§ TASK OBJECTIVE: Up to and including the line that contains "use super::SamplerError;", repeat each line of the data exactly, starting from the first.

§ Stored data entries:
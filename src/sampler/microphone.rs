//! Live capture from the default audio input through cpal.

use std::collections::VecDeque;
use std::sync::{Arc, Mutex};

use cpal::traits::{DeviceTrait, HostTrait, StreamTrait};
use cpal::{SampleFormat, Stream};
use log::{debug, error, info};

use noise_core::sampling::{ANALYSER_WINDOW, Sampler, rms};

use super::SamplerError;

/// Most recent amplitudes of the first input channel, oldest first
type SharedWindow = Arc<Mutex<VecDeque<f32>>>;

/// Loudness of the default audio input device.
///
/// The input stream callback keeps the latest [`ANALYSER_WINDOW`]
/// amplitudes; every reading is the RMS of that window. The stream stops
/// when the sampler is dropped.
pub struct MicrophoneSampler {
    window: SharedWindow,
    scratch: Vec<f32>,
    _stream: Stream,
}

impl MicrophoneSampler {
    /// Open the default input device and start capturing.
    pub fn open() -> Result<Self, SamplerError> {
        let host = cpal::default_host();
        debug!("Audio host: {:?}", host.id());

        let device = host.default_input_device().ok_or_else(|| {
            error!("No input device available!");
            SamplerError::NoInputDevice
        })?;
        info!(
            "Input device: {}",
            device.name().unwrap_or_else(|_| "Unknown".to_string())
        );

        let config = device
            .default_input_config()
            .map_err(|e| SamplerError::Device(e.to_string()))?;
        let channels = usize::from(config.channels()).max(1);
        debug!(
            "Config: {} Hz, {:?}, {} channels",
            config.sample_rate().0,
            config.sample_format(),
            channels
        );

        let window: SharedWindow = Arc::new(Mutex::new(VecDeque::with_capacity(ANALYSER_WINDOW)));
        let err_fn = |err: cpal::StreamError| error!("Audio stream error: {}", err);

        let stream = match config.sample_format() {
            SampleFormat::F32 => {
                let window = window.clone();
                device.build_input_stream(
                    &config.into(),
                    move |data: &[f32], _: &cpal::InputCallbackInfo| {
                        push_frames(&window, data.iter().step_by(channels).copied());
                    },
                    err_fn,
                    None,
                )
            }
            SampleFormat::I16 => {
                let window = window.clone();
                device.build_input_stream(
                    &config.into(),
                    move |data: &[i16], _: &cpal::InputCallbackInfo| {
                        let frames = data
                            .iter()
                            .step_by(channels)
                            .map(|&s| s as f32 / i16::MAX as f32);
                        push_frames(&window, frames);
                    },
                    err_fn,
                    None,
                )
            }
            SampleFormat::U16 => {
                let window = window.clone();
                device.build_input_stream(
                    &config.into(),
                    move |data: &[u16], _: &cpal::InputCallbackInfo| {
                        let frames = data
                            .iter()
                            .step_by(channels)
                            .map(|&s| (s as f32 / u16::MAX as f32) * 2.0 - 1.0);
                        push_frames(&window, frames);
                    },
                    err_fn,
                    None,
                )
            }
            other => {
                return Err(SamplerError::Device(format!(
                    "Unsupported sample format {:?}",
                    other
                )));
            }
        }
        .map_err(|e| SamplerError::Stream(e.to_string()))?;

        stream
            .play()
            .map_err(|e| SamplerError::Stream(e.to_string()))?;
        info!("Audio stream started");

        Ok(Self {
            window,
            scratch: Vec::with_capacity(ANALYSER_WINDOW),
            _stream: stream,
        })
    }
}

fn push_frames(window: &SharedWindow, frames: impl Iterator<Item = f32>) {
    let Ok(mut window) = window.lock() else {
        return;
    };
    for frame in frames {
        if window.len() == ANALYSER_WINDOW {
            window.pop_front();
        }
        window.push_back(frame);
    }
}

impl Sampler for MicrophoneSampler {
    fn sample(&mut self) -> f32 {
        self.scratch.clear();
        if let Ok(window) = self.window.lock() {
            self.scratch.extend(window.iter().copied());
        }
        rms(&self.scratch)
    }
}
use std::collections::VecDeque;

use log::debug;

use super::Period;
use crate::config::{GapPolicy, StoreConfig};
use crate::loki::LogLine;
use crate::metrics::Metrics;

/// Summary of a completed period, as handed to the renderer
#[derive(Debug, Clone, Copy, PartialEq)]
pub struct PeriodSummary {
    pub period_id: i64,
    pub start_ms: i64,
    pub metrics: Metrics,
}

/// In-memory store bucketing loudness samples into fixed-length periods
///
/// The store owns a ring buffer of [`Period`]s ordered oldest to newest.
/// The newest period is the active one; every other period is sealed.
///
/// ## Retention
///
/// At most [`StoreConfig::capacity`] periods are kept (60 completed periods
/// plus the active one by default). Older periods are dropped from the
/// front; the average of each dropped period is folded into a running
/// total so [`NoiseStore::noise_level_total`] stays exact without keeping
/// the samples.
///
/// ## Log emission
///
/// Each period is handed out as a log line exactly once. The `unsent_*`
/// methods mark what they return as sent; nothing is re-queued if the
/// caller later fails to deliver it. A period evicted before it was handed
/// out keeps its log line in a pending queue that the next `unsent_*` call
/// drains first.
///
/// ```rust,ignore
/// let mut store = NoiseStore::new(StoreConfig::default());
/// store.add_measurement(0.12, now_ms);
/// let series = store.last_periods_summaries(KEEP_PERIODS);
/// let lines = store.unsent_sealed_log_lines();
/// ```
#[derive(Debug)]
pub struct NoiseStore {
    config: StoreConfig,
    /// Ring buffer of periods, oldest first
    periods: VecDeque<Period>,
    /// Sum of the averages of every evicted non-empty period
    evicted_average_total: f64,
    /// Log lines of evicted periods that were never handed out, oldest first
    evicted_unsent: Vec<LogLine>,
}

impl NoiseStore {
    pub fn new(config: StoreConfig) -> Self {
        Self {
            config,
            periods: VecDeque::with_capacity(config.capacity() + 1),
            evicted_average_total: 0.0,
            evicted_unsent: Vec::new(),
        }
    }

    pub fn config(&self) -> &StoreConfig {
        &self.config
    }

    /// Period id containing `timestamp_ms`: `floor(timestamp_ms / 1000 / period_seconds)`
    pub fn period_id_for(&self, timestamp_ms: i64) -> i64 {
        timestamp_ms.div_euclid(self.config.period_millis())
    }

    /// Record one loudness sample taken at `timestamp_ms`.
    ///
    /// A sample whose period id differs from the active period seals it and
    /// opens a new period. Values are stored as given, without validation.
    pub fn add_measurement(&mut self, value: f64, timestamp_ms: i64) {
        let period_id = self.period_id_for(timestamp_ms);

        let needs_new_period = self
            .periods
            .back()
            .is_none_or(|current| current.id() != period_id);

        if needs_new_period {
            self.start_period(period_id, timestamp_ms);
        }

        if let Some(current) = self.periods.back_mut() {
            current.push(value);
        }
    }

    fn start_period(&mut self, period_id: i64, timestamp_ms: i64) {
        let previous_id = match self.periods.back_mut() {
            Some(previous) => {
                previous.seal();
                debug!(
                    "Sealed period {} with {} samples",
                    previous.id(),
                    previous.len()
                );
                Some(previous.id())
            }
            None => None,
        };

        if let (Some(previous_id), GapPolicy::Fill) = (previous_id, self.config.gap_policy) {
            self.fill_gap(previous_id, period_id);
        }

        self.periods.push_back(Period::open(period_id, timestamp_ms));
        self.evict_excess();
    }

    /// Insert empty periods for ids strictly between `previous_id` and `next_id`.
    ///
    /// Only the ids that can still be retained are materialized.
    fn fill_gap(&mut self, previous_id: i64, next_id: i64) {
        if next_id <= previous_id.saturating_add(1) {
            return;
        }

        let retained = self.config.capacity().saturating_sub(1) as i64;
        let first = (previous_id + 1).max(next_id.saturating_sub(retained));
        debug!("Filling {} skipped periods", next_id - first);

        for id in first..next_id {
            self.periods
                .push_back(Period::gap(id, self.config.period_millis()));
            self.evict_excess();
        }
    }

    fn evict_excess(&mut self) {
        while self.periods.len() > self.config.capacity() {
            let Some(evicted) = self.periods.pop_front() else {
                break;
            };
            if let Some(avg) = evicted.average() {
                self.evicted_average_total += avg;
            }
            if !evicted.log_sent()
                && let Some(line) = evicted.log_line()
            {
                debug!("Period {} evicted before it was logged", evicted.id());
                self.evicted_unsent.push(line);
            }
        }
    }

    /// Summaries of up to `count` most recent completed periods, oldest first.
    ///
    /// The active period is never included, nor is any period without
    /// samples. Empty until at least two periods exist.
    pub fn last_periods_summaries(&self, count: usize) -> Vec<PeriodSummary> {
        let completed = self.periods.len().saturating_sub(1);
        let skip = completed.saturating_sub(count);

        self.periods
            .iter()
            .take(completed)
            .skip(skip)
            .filter_map(|period| {
                period.metrics().map(|metrics| PeriodSummary {
                    period_id: period.id(),
                    start_ms: period.start_ms(),
                    metrics,
                })
            })
            .collect()
    }

    /// Log lines for every period not handed out yet, active one included.
    ///
    /// Returned periods are marked as sent, so an immediate second call
    /// yields nothing.
    pub fn unsent_log_lines(&mut self) -> Vec<LogLine> {
        self.take_unsent(|_| true)
    }

    /// Log lines for sealed periods not handed out yet.
    ///
    /// Same contract as [`NoiseStore::unsent_log_lines`] but leaves the
    /// active period alone, so every period is logged with its full set
    /// of samples.
    pub fn unsent_sealed_log_lines(&mut self) -> Vec<LogLine> {
        self.take_unsent(Period::is_sealed)
    }

    fn take_unsent(&mut self, eligible: impl Fn(&Period) -> bool) -> Vec<LogLine> {
        let mut lines = std::mem::take(&mut self.evicted_unsent);

        for period in self
            .periods
            .iter_mut()
            .filter(|period| !period.log_sent() && eligible(&**period))
        {
            // Empty gap periods have nothing to log but count as handled.
            if let Some(line) = period.log_line() {
                lines.push(line);
            }
            period.mark_sent();
        }

        lines
    }

    /// Sum of per-period averages over the whole lifetime of the store
    pub fn noise_level_total(&self) -> f64 {
        self.evicted_average_total
            + self
                .periods
                .iter()
                .filter_map(Period::average)
                .sum::<f64>()
    }

    /// Number of periods currently held
    pub fn len(&self) -> usize {
        self.periods.len()
    }

    pub fn is_empty(&self) -> bool {
        self.periods.is_empty()
    }

    /// Id of the active period, if any sample was recorded yet
    pub fn active_period_id(&self) -> Option<i64> {
        self.periods.back().map(Period::id)
    }

    /// Read-only view of the retained periods, oldest first
    pub fn periods(&self) -> impl Iterator<Item = &Period> {
        self.periods.iter()
    }
}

§ TASK OUTPUT:
filename src/sampler/microphone.rs
//! Live capture from the default audio input through cpal.

use std::collections::VecDeque;
use std::sync::{Arc, Mutex};

use cpal::traits::{DeviceTrait, HostTrait, StreamTrait};
use cpal::{SampleFormat, Stream};
use log::{debug, error, info};

use noise_core::sampling::{ANALYSER_WINDOW, Sampler, rms};

use super::SamplerError;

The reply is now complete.